[Recorded data]
● ● ● ● ●

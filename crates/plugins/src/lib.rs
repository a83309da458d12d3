//! Built-in file-type plugins for lixmerge.
//!
//! - [`JsonMessagesPlugin`]: JSON arrays of translation messages, diffed per
//!   message and resolved by field union.
//! - [`PropertiesPlugin`]: `key=value` files, diffed as a whole and resolved
//!   by last writer wins.

pub mod json_messages;
pub mod properties;

use std::sync::Arc;

use lixmerge_core::errors::RegistryError;
use lixmerge_core::registry::PluginRegistry;

pub use json_messages::JsonMessagesPlugin;
pub use properties::PropertiesPlugin;

/// A registry with every built-in plugin at its default glob.
pub fn builtin_registry() -> Result<PluginRegistry, RegistryError> {
    let mut registry = PluginRegistry::new();
    registry.register(Arc::new(JsonMessagesPlugin::default()))?;
    registry.register(Arc::new(PropertiesPlugin::default()))?;
    Ok(registry)
}
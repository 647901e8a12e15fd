//! Differential drive output stage.
//!
//! `MotorMapper` turns the average speed and the PID correction into a
//! pair of duty values; `DriveMotors` writes those duties to the PWM
//! channels. Each physical motor runs forward on one channel while its
//! paired reverse channel is held at zero every cycle.

use embedded_hal::pwm::SetDutyCycle;
use libm::roundf;
use serde::{Deserialize, Serialize};

/// One cycle's duty command for the two drive motors.
#[derive(Debug, Clone, Copy, PartialEq, Eq, Serialize, Deserialize)]
pub struct DrivePair {
    pub left: u16,
    pub right: u16,
}

/// Maps average speed plus/minus the steering correction onto the two
/// motors, with per-motor mismatch compensation.
///
/// Numeric policy: both the correction and the mismatch-scaled duties
/// are rounded half away from zero (`libm::roundf`). The raw duties are
/// clamped to `[0, max_duty]` before mismatch scaling, so compensation
/// for the weaker motor may push its final duty past `max_duty`; the
/// output stage does not re-clamp. The physical PWM channel must
/// therefore leave headroom: its real maximum has to cover `max_duty`
/// times the largest mismatch coefficient.
pub struct MotorMapper {
    base_speed: i32,
    max_duty: i32,
    left_mismatch: f32,
    right_mismatch: f32,
}

impl MotorMapper {
    pub fn new(base_speed: u16, max_duty: u16, left_mismatch: f32, right_mismatch: f32) -> Self {
        Self {
            base_speed: i32::from(base_speed),
            max_duty: i32::from(max_duty),
            left_mismatch,
            right_mismatch,
        }
    }

    /// Convert a steering correction into the per-motor duty pair.
    ///
    /// A positive correction slows the left motor and speeds up the
    /// right one.
    pub fn map(&self, correction: f32) -> DrivePair {
        let c = roundf(correction) as i32;
        let left = (self.base_speed - c).clamp(0, self.max_duty);
        let right = (self.base_speed + c).clamp(0, self.max_duty);
        DrivePair {
            left: roundf(left as f32 * self.left_mismatch) as u16,
            right: roundf(right as f32 * self.right_mismatch) as u16,
        }
    }
}

/// Two-motor PWM output stage over four `SetDutyCycle` channels.
pub struct DriveMotors<PWM> {
    left_fwd: PWM,
    left_rev: PWM,
    right_fwd: PWM,
    right_rev: PWM,
}

impl<PWM> DriveMotors<PWM>
where
    PWM: SetDutyCycle,
{
    pub fn new(left_fwd: PWM, left_rev: PWM, right_fwd: PWM, right_rev: PWM) -> Self {
        Self {
            left_fwd,
            left_rev,
            right_fwd,
            right_rev,
        }
    }

    /// Write one duty pair to the motors, holding the reverse channels
    /// at zero.
    pub fn apply(&mut self, command: DrivePair) -> Result<(), PWM::Error> {
        self.left_rev.set_duty_cycle(0)?;
        self.left_fwd.set_duty_cycle(command.left)?;
        self.right_rev.set_duty_cycle(0)?;
        self.right_fwd.set_duty_cycle(command.right)?;
        Ok(())
    }

    /// Drop every channel to zero duty; the motors-off safe state.
    pub fn stop(&mut self) -> Result<(), PWM::Error> {
        self.apply(DrivePair { left: 0, right: 0 })
    }
}
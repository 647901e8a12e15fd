//! Utility re-exports and helper macros for the line-follower core.
//!
//! This module re-exports the control-loop components, timing, and the
//! regulator math:
//!
//! - `controllers`: sensor bar input, drive output stage, status indicator,
//!   and the `LineFollower` control loop
//! - `math`: lateral error estimation and the bounded-window PID regulator
//!
//! The `mk_static!` macro simplifies static initialization in no-std contexts.

pub mod controllers;
pub mod math;

pub use controllers::{FollowerConfig, LineFollower};
pub use embassy_time::*;
pub use math::pid::PidController;

#[macro_export]
/// Initialize a no-std static cell and write the given value into it.
///
/// This macro creates a `static_cell::StaticCell` for type `$t` and initializes
/// it with `$val`, returning a mutable reference to the stored value.
macro_rules! mk_static {
    ($t:ty, $val:expr) => {{
        static STATIC_CELL: static_cell::StaticCell<$t> = static_cell::StaticCell::new();
        STATIC_CELL.uninit().write($val)
    }};
}
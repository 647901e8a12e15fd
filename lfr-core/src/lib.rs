//! Closed-loop control core for a PID line-following robot on no-std
//! embedded platforms.
//!
//! For a runnable host simulation, see the `mock-mcu` member crate.
#![no_std]

pub mod utils;
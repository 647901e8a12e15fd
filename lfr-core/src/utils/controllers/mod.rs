//! Module Exports
//!
//! This file exports the hardware-facing controllers and hosts the
//! `LineFollower` control loop that ties them together.
//!
//! - `sensors`: digital line sensor bar input
//! - `drive`: correction-to-duty mapping and the motor output stage
//! - `indicator`: status LED and the start-trigger arming wait

pub mod drive;
pub mod indicator;
pub mod sensors;

use embassy_sync::blocking_mutex::raw::CriticalSectionRawMutex;
use embassy_sync::signal::Signal;
use embassy_time::Timer;
use embedded_hal::{digital::InputPin, pwm::SetDutyCycle};
use serde::{Deserialize, Serialize};

use crate::utils::math::error::lateral_error;
use crate::utils::math::pid::{ErrorHistory, PidController, PidGains};
use drive::{DriveMotors, MotorMapper};
use sensors::LineSensorArray;

/// Cooperative stop handoff: signal once to make [`LineFollower::run`]
/// zero the motors and return after the current cycle.
pub static STOP_SIGNAL: Signal<CriticalSectionRawMutex, ()> = Signal::new();

/// Rejected configuration values, caught once at startup.
#[derive(Debug, Clone, Copy, PartialEq, Eq)]
pub enum ConfigError {
    /// The sensor pin table is empty.
    NoSensors,
    /// A PID gain is negative.
    NegativeGain,
    /// The average speed exceeds the PWM duty ceiling.
    BaseSpeedOutOfRange,
    /// A motor mismatch coefficient is negative.
    InvalidMismatch,
    /// The cycle delay is zero; the derivative term needs a fixed
    /// nonzero sampling interval.
    ZeroCycleDelay,
}

/// Errors surfaced by one control cycle.
#[derive(Debug)]
pub enum FollowerError<SE, ME> {
    Sensor(SE),
    Motor(ME),
}

/// Fixed deployment configuration, validated once at startup.
///
/// Defaults: base speed 155 over an 8-bit duty range, pure-P gains,
/// 1.0/1.07 motor mismatch, 2 ms cycle delay.
///
/// `max_duty` is the clamp ceiling, not the channel maximum: mismatch
/// compensation is applied after the clamp without re-clamping, so the
/// PWM channels must accept `max_duty` scaled by the largest mismatch
/// coefficient (273 with the defaults).
#[derive(Debug, Clone, Copy, Serialize, Deserialize)]
pub struct FollowerConfig {
    pub gains: PidGains,
    pub base_speed: u16,
    pub max_duty: u16,
    pub left_mismatch: f32,
    pub right_mismatch: f32,
    pub cycle_delay_ms: u64,
}

impl Default for FollowerConfig {
    fn default() -> Self {
        Self {
            gains: PidGains::default(),
            base_speed: 155,
            max_duty: 255,
            left_mismatch: 1.0,
            right_mismatch: 1.07,
            cycle_delay_ms: 2,
        }
    }
}

impl FollowerConfig {
    pub fn validate(&self) -> Result<(), ConfigError> {
        if self.gains.kp < 0.0 || self.gains.ki < 0.0 || self.gains.kd < 0.0 {
            return Err(ConfigError::NegativeGain);
        }
        if self.base_speed > self.max_duty {
            return Err(ConfigError::BaseSpeedOutOfRange);
        }
        if self.left_mismatch < 0.0 || self.right_mismatch < 0.0 {
            return Err(ConfigError::InvalidMismatch);
        }
        if self.cycle_delay_ms == 0 {
            return Err(ConfigError::ZeroCycleDelay);
        }
        Ok(())
    }
}

/// One cycle's telemetry snapshot; consumed by logging only.
#[derive(Debug, Clone, Copy, Serialize, Deserialize)]
pub struct CycleReport {
    pub error: f32,
    pub correction: f32,
    pub left: u16,
    pub right: u16,
}

/// The closed control loop: sensor bar in, motor duties out.
///
/// Owns the error history across cycles; everything else is recomputed
/// from scratch each iteration.
pub struct LineFollower<P, PWM, const H: usize = 10> {
    sensors: LineSensorArray<P>,
    motors: DriveMotors<PWM>,
    history: ErrorHistory<H>,
    pid: PidController,
    mapper: MotorMapper,
    cycle_delay_ms: u64,
}

impl<P, PWM, const H: usize> LineFollower<P, PWM, H>
where
    P: InputPin,
    PWM: SetDutyCycle,
{
    /// Validate the configuration and assemble the pipeline.
    ///
    /// Rejection here is fatal by design: the caller has no retry path
    /// and the motors have not been driven yet.
    pub fn new(
        config: FollowerConfig,
        sensors: LineSensorArray<P>,
        motors: DriveMotors<PWM>,
    ) -> Result<Self, ConfigError> {
        config.validate()?;
        tracing::info!(
            "follower configured: {} sensors, base speed {}/{}",
            sensors.len(),
            config.base_speed,
            config.max_duty
        );
        Ok(Self {
            sensors,
            motors,
            history: ErrorHistory::new(),
            pid: PidController::new(config.gains),
            mapper: MotorMapper::new(
                config.base_speed,
                config.max_duty,
                config.left_mismatch,
                config.right_mismatch,
            ),
            cycle_delay_ms: config.cycle_delay_ms,
        })
    }

    /// Run one synchronous control cycle: read the bar, estimate the
    /// error, slide the history, regulate, and write the motor duties.
    pub fn step(&mut self) -> Result<CycleReport, FollowerError<P::Error, PWM::Error>> {
        let reading = self.sensors.read_all().map_err(FollowerError::Sensor)?;
        let error = lateral_error(&reading);
        self.history.push(error);
        let correction = self.pid.correction(&self.history);
        let command = self.mapper.map(correction);
        self.motors.apply(command).map_err(FollowerError::Motor)?;
        Ok(CycleReport {
            error,
            correction,
            left: command.left,
            right: command.right,
        })
    }

    /// Drive the loop at the fixed cycle period until [`STOP_SIGNAL`].
    ///
    /// The end-of-cycle delay pins the derivative sampling interval, so
    /// it is a correctness requirement rather than pacing. On stop the
    /// motors are zeroed before returning.
    pub async fn run(&mut self) -> Result<(), FollowerError<P::Error, PWM::Error>> {
        tracing::info!("control loop running");
        loop {
            if STOP_SIGNAL.try_take().is_some() {
                self.motors.stop().map_err(FollowerError::Motor)?;
                tracing::info!("stop signalled, motors zeroed");
                return Ok(());
            }
            let report = self.step()?;
            tracing::trace!(?report, "cycle");
            Timer::after_millis(self.cycle_delay_ms).await;
        }
    }
}

#[cfg(test)]
mod tests {
    use super::*;

    #[test]
    fn default_config_is_valid() {
        assert_eq!(FollowerConfig::default().validate(), Ok(()));
    }

    #[test]
    fn rejects_negative_gain() {
        let config = FollowerConfig {
            gains: PidGains {
                kp: 1.0,
                ki: -0.1,
                kd: 0.0,
            },
            ..Default::default()
        };
        assert_eq!(config.validate(), Err(ConfigError::NegativeGain));
    }

    #[test]
    fn rejects_base_speed_above_duty_ceiling() {
        let config = FollowerConfig {
            base_speed: 300,
            ..Default::default()
        };
        assert_eq!(config.validate(), Err(ConfigError::BaseSpeedOutOfRange));
    }

    #[test]
    fn rejects_negative_mismatch() {
        let config = FollowerConfig {
            right_mismatch: -1.07,
            ..Default::default()
        };
        assert_eq!(config.validate(), Err(ConfigError::InvalidMismatch));
    }

    #[test]
    fn rejects_zero_cycle_delay() {
        let config = FollowerConfig {
            cycle_delay_ms: 0,
            ..Default::default()
        };
        assert_eq!(config.validate(), Err(ConfigError::ZeroCycleDelay));
    }
}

● ● ● ● ●

**YOUR GOAL**
Report the number of lines, in the entries above, that contain the word "compensation", without any other text.

**TASK ANSWER**
3